### Stored records
//! Structured, leveled logging with copy-on-write handles, pluggable
//! formatters, level-scoped hooks, and a size-rotated file writer.
//!
//! ```no_run
//! use rs_log_ng::{Level, LoggerBuilder, info};
//!
//! let logger = LoggerBuilder::new("svc").with_level(Level::INFO).build().unwrap();
//! let db = logger.with_field("component", "db");
//! info!(db, "connected", "pool" => 8);
//! db.warn("slow query");
//! ```

pub mod configs;
pub mod core;
pub mod loggers;
pub mod writers;

pub use configs::LoggerOptions;
pub use core::error::LogError;
pub use loggers::{
    CallerReporter, FieldValue, Fields, Formatter, Hook, Level, Log, Logger, LoggerBuilder,
    Record,
};
pub use writers::{FileWriter, LevelWriter, MultiWriter, MutexWriter, SharedWriter, Writer};
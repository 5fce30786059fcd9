use rs_log_ng::writers::{self, LevelWriter, MultiWriter, MutexWriter, SharedWriter, Writer};
use rs_log_ng::{Level, Logger};
use serde_json::Value;
use std::io::{self, Write as _};
use std::sync::Arc;
use std::sync::atomic::{AtomicUsize, Ordering};

struct Short(usize);

impl Writer for Short {
    fn write(&self, buf: &[u8]) -> io::Result<usize> {
        Ok(buf.len().min(self.0))
    }
}

struct Counting(AtomicUsize);

impl Writer for Counting {
    fn write(&self, _: &[u8]) -> io::Result<usize> {
        self.0.fetch_add(1, Ordering::Relaxed);
        Err(io::Error::other("closed"))
    }
}

fn capture(name: &str) -> (Logger, Arc<MutexWriter<Vec<u8>>>) {
    let logger = Logger::new(name);
    let out = Arc::new(MutexWriter::new(Vec::new()));
    logger.set_output(out.clone());
    (logger, out)
}

#[test]
fn multi_writer_reaches_every_writer() {
    let a = Arc::new(MutexWriter::new(Vec::new()));
    let b = Arc::new(MutexWriter::new(Vec::new()));
    let failing = Arc::new(Counting(AtomicUsize::new(0)));
    let multi = MultiWriter::new([
        failing.clone() as SharedWriter,
        a.clone() as SharedWriter,
        b.clone() as SharedWriter,
    ]);

    let (n, err) = multi.write_each(b"line\n");
    assert_eq!(n, 5);
    assert_eq!(err.unwrap().to_string(), "closed");
    assert_eq!(failing.0.load(Ordering::Relaxed), 1);
    assert_eq!(a.contents(), "line\n");
    assert_eq!(b.contents(), "line\n");
}

#[test]
fn short_write_is_an_error() {
    let multi = MultiWriter::new([Arc::new(Short(2)) as SharedWriter]);
    let (n, err) = multi.write_each(b"abcd");
    assert_eq!(n, 2);
    assert_eq!(err.unwrap().kind(), io::ErrorKind::WriteZero);
}

#[test]
fn logger_fans_out_and_reports_failures() {
    let (logger, out) = capture("fan");
    let errors = Arc::new(MutexWriter::new(Vec::new()));
    let multi = MultiWriter::new([
        out.clone() as SharedWriter,
        Arc::new(Counting(AtomicUsize::new(0))) as SharedWriter,
    ]);
    logger.set_output(multi.into_shared());
    logger.set_error_output(errors.clone());

    logger.info("hello");

    assert!(out.contents().contains("\"message\":\"hello\""));
    assert_eq!(errors.contents(), "rs_log_ng: [fan] write failed: closed\n");
}

#[test]
fn level_writer_turns_lines_into_records() {
    let (logger, out) = capture("bridge");
    let mut bridge = LevelWriter::new(Level::WARN, logger.as_log());
    assert_eq!(bridge.level(), Level::WARN);

    assert_eq!(io::Write::write(&mut bridge, b"disk low\n").unwrap(), 9);
    bridge.write_all(b"second\n").unwrap();
    Writer::write(&bridge, b"keep\n\n").unwrap();
    Writer::write(&bridge, b"bad \xff byte").unwrap();

    let recs: Vec<Value> = out
        .contents()
        .lines()
        .map(|l| serde_json::from_str(l).unwrap())
        .collect();
    let messages: Vec<_> = recs.iter().map(|r| r["message"].as_str().unwrap()).collect();
    assert_eq!(messages, ["disk low", "second", "keep\n", "bad \u{fffd} byte"]);
    assert!(recs.iter().all(|r| r["level"] == "warn"));
}

#[test]
fn level_writer_respects_the_level_gate() {
    let (logger, out) = capture("bridge");
    logger.set_level(Level::ERROR);
    let bridge = LevelWriter::new(Level::DEBUG, logger.as_log());
    assert_eq!(Writer::write(&bridge, b"dropped\n").unwrap(), 8);
    assert_eq!(out.contents(), "");
}

#[test]
fn mutex_writer_wraps_any_io_write() {
    let w = MutexWriter::new(io::Cursor::new(Vec::new()));
    w.write(b"abc").unwrap();
    w.flush().unwrap();
    assert_eq!(w.into_inner().into_inner(), b"abc");

    let captured = MutexWriter::new(Vec::new());
    captured.write(b"xyz").unwrap();
    assert_eq!(captured.take(), b"xyz");
    assert_eq!(captured.contents(), "");
}

#[test]
fn standard_streams_are_shared_writers() {
    let out = writers::stdout();
    let err = writers::stderr();
    assert_eq!(out.write(b"").unwrap(), 0);
    assert_eq!(err.write(b"").unwrap(), 0);
}
//! # Core Error Module
//!
//! This module defines the central `LogError` type used throughout the library.
//! It leverages `thiserror` for error message formatting.
//!
//! Only setup-time operations (parsing a level, building a formatter, opening a
//! file writer, loading options) return these errors to the caller. Failures on
//! the logging path are routed to the diagnostic sink instead, see
//! [`crate::core::diagnostics`].

use std::path::PathBuf;
use thiserror::Error;

/// Central error type for the `rs_log_ng` library.
#[derive(Debug, Error)]
pub enum LogError {
    /// A level string did not match any known level name or alias.
    #[error("invalid logger level string: {0:?}")]
    InvalidLevel(String),

    /// A JSON formatter key mapping referenced a key that does not exist.
    #[error("invalid json formatter key {0:?}")]
    InvalidFormatterKey(String),

    /// A text formatter template contained no recognised placeholder.
    #[error("invalid text formatter template {0:?}")]
    InvalidTextTemplate(String),

    /// A strftime layout could not be parsed.
    #[error("invalid time layout {0:?}")]
    InvalidTimeLayout(String),

    /// Error related to configuration loading or merging.
    #[error("configuration error: {0}")]
    ConfigError(String),

    /// The file writer target exists but is not a regular file.
    #[error("path {0} exists, but is not a regular file")]
    NotRegularFile(PathBuf),

    /// A formatter could not render a record.
    #[error("format error: {0}")]
    Format(String),

    /// JSON encoding failure.
    #[error("json error: {0}")]
    Json(#[from] serde_json::Error),

    /// Underlying I/O failure.
    #[error("io error: {0}")]
    Io(#[from] std::io::Error),
}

### TASK OBJECTIVE
The task calls for all the records above to be repeated exactly.

### SOLUTION TO THE PROBLEM
//! Structured, leveled logging with copy-on-write handles, pluggable
//! formatters, level-scoped hooks, and a size-rotated file writer.
//!
//! ```no_run
//! use rs_log_ng::{Level, LoggerBuilder, info};
//!
//! let logger = LoggerBuilder::new("svc").with_level(Level::INFO).build().unwrap();
//! let db = logger.with_field("component", "db");
//! info!(db, "connected", "pool" => 8);
//! db.warn("slow query");
//! ```

pub mod configs;
pub mod core;
pub mod loggers;
pub mod writers;

pub use configs::LoggerOptions;
pub use core::error::LogError;
pub use loggers::{
    CallerReporter, FieldValue, Fields, Formatter, Hook, Level, Log, Logger, LoggerBuilder,
    Record,
};
pub use writers::{FileWriter, LevelWriter, MultiWriter, MutexWriter, SharedWriter, Writer};
repository 5fce30786059fcd9
use rs_log_ng::writers::{self, LevelWriter, MultiWriter, MutexWriter, SharedWriter, Writer};
use rs_log_ng::{Level, Logger};
use serde_json::Value;
use std::io::{self, Write as _};
use std::sync::Arc;
use std::sync::atomic::{AtomicUsize, Ordering};

struct Short(usize);

impl Writer for Short {
    fn write(&self, buf: &[u8]) -> io::Result<usize> {
        Ok(buf.len().min(self.0))
    }
}

struct Counting(AtomicUsize);

impl Writer for Counting {
    fn write(&self, _: &[u8]) -> io::Result<usize> {
        self.0.fetch_add(1, Ordering::Relaxed);
        Err(io::Error::other("closed"))
    }
}

fn capture(name: &str) -> (Logger, Arc<MutexWriter<Vec<u8>>>) {
    let logger = Logger::new(name);
    let out = Arc::new(MutexWriter::new(Vec::new()));
    logger.set_output(out.clone());
    (logger, out)
}

#[test]
fn multi_writer_reaches_every_writer() {
    let a = Arc::new(MutexWriter::new(Vec::new()));
    let b = Arc::new(MutexWriter::new(Vec::new()));
    let failing = Arc::new(Counting(AtomicUsize::new(0)));
    let multi = MultiWriter::new([
        failing.clone() as SharedWriter,
        a.clone() as SharedWriter,
        b.clone() as SharedWriter,
    ]);

    let (n, err) = multi.write_each(b"line\n");
    assert_eq!(n, 5);
    assert_eq!(err.unwrap().to_string(), "closed");
    assert_eq!(failing.0.load(Ordering::Relaxed), 1);
    assert_eq!(a.contents(), "line\n");
    assert_eq!(b.contents(), "line\n");
}

#[test]
fn short_write_is_an_error() {
    let multi = MultiWriter::new([Arc::new(Short(2)) as SharedWriter]);
    let (n, err) = multi.write_each(b"abcd");
    assert_eq!(n, 2);
    assert_eq!(err.unwrap().kind(), io::ErrorKind::WriteZero);
}

#[test]
fn logger_fans_out_and_reports_failures() {
    let (logger, out) = capture("fan");
    let errors = Arc::new(MutexWriter::new(Vec::new()));
    let multi = MultiWriter::new([
        out.clone() as SharedWriter,
        Arc::new(Counting(AtomicUsize::new(0))) as SharedWriter,
    ]);
    logger.set_output(multi.into_shared());
    logger.set_error_output(errors.clone());

    logger.info("hello");

    assert!(out.contents().contains("\"message\":\"hello\""));
    assert_eq!(errors.contents(), "rs_log_ng: [fan] write failed: closed\n");
}

#[test]
fn level_writer_turns_lines_into_records() {
    let (logger, out) = capture("bridge");
    let mut bridge = LevelWriter::new(Level::WARN, logger.as_log());
    assert_eq!(bridge.level(), Level::WARN);

    assert_eq!(io::Write::write(&mut bridge, b"disk low\n").unwrap(), 9);
    bridge.write_all(b"second\n").unwrap();
    Writer::write(&bridge, b"keep\n\n").unwrap();
    Writer::write(&bridge, b"bad \xff byte").unwrap();

    let recs: Vec<Value> = out
        .contents()
        .lines()
        .map(|l| serde_json::from_str(l).unwrap())
        .collect();
    let messages: Vec<_> = recs.iter().map(|r| r["message"].as_str().unwrap()).collect();
    assert_eq!(messages, ["disk low", "second", "keep\n", "bad \u{fffd} byte"]);
    assert!(recs.iter().all(|r| r["level"] == "warn"));
}

#[test]
fn level_writer_respects_the_level_gate() {
    let (logger, out) = capture("bridge");
    logger.set_level(Level::ERROR);
    let bridge = LevelWriter::new(Level::DEBUG, logger.as_log());
    assert_eq!(Writer::write(&bridge, b"dropped\n").unwrap(), 8);
    assert_eq!(out.contents(), "");
}

#[test]
fn mutex_writer_wraps_any_io_write() {
    let w = MutexWriter::new(io::Cursor::new(Vec::new()));
    w.write(b"abc").unwrap();
    w.flush().unwrap();
    assert_eq!(w.into_inner().into_inner(), b"abc");

    let captured = MutexWriter::new(Vec::new());
    captured.write(b"xyz").unwrap();
    assert_eq!(captured.take(), b"xyz");
    assert_eq!(captured.contents(), "");
}

#[test]
fn standard_streams_are_shared_writers() {
    let out = writers::stdout();
    let err = writers::stderr();
    assert_eq!(out.write(b"").unwrap(), 0);
    assert_eq!(err.write(b"").unwrap(), 0);
}
//! # Core Error Module
//!
//! This module defines the central `LogError` type used throughout the library.
//! It leverages `thiserror` for error message formatting.
//!
//! Only setup-time operations (parsing a level, building a formatter, opening a
//! file writer, loading options) return these errors to the caller. Failures on
//! the logging path are routed to the diagnostic sink instead, see
//! [`crate::core::diagnostics`].

use std::path::PathBuf;
use thiserror::Error;

/// Central error type for the `rs_log_ng` library.
#[derive(Debug, Error)]
pub enum LogError {
    /// A level string did not match any known level name or alias.
    #[error("invalid logger level string: {0:?}")]
    InvalidLevel(String),

    /// A JSON formatter key mapping referenced a key that does not exist.
    #[error("invalid json formatter key {0:?}")]
    InvalidFormatterKey(String),

    /// A text formatter template contained no recognised placeholder.
    #[error("invalid text formatter template {0:?}")]
    InvalidTextTemplate(String),

    /// A strftime layout could not be parsed.
    #[error("invalid time layout {0:?}")]
    InvalidTimeLayout(String),

    /// Error related to configuration loading or merging.
    #[error("configuration error: {0}")]
    ConfigError(String),

    /// The file writer target exists but is not a regular file.
    #[error("path {0} exists, but is not a regular file")]
    NotRegularFile(PathBuf),

    /// A formatter could not render a record.
    #[error("format error: {0}")]
    Format(String),

    /// JSON encoding failure.
    #[error("json error: {0}")]
    Json(#[from] serde_json::Error),

    /// Underlying I/O failure.
    #[error("io error: {0}")]
    Io(#[from] std::io::Error),
}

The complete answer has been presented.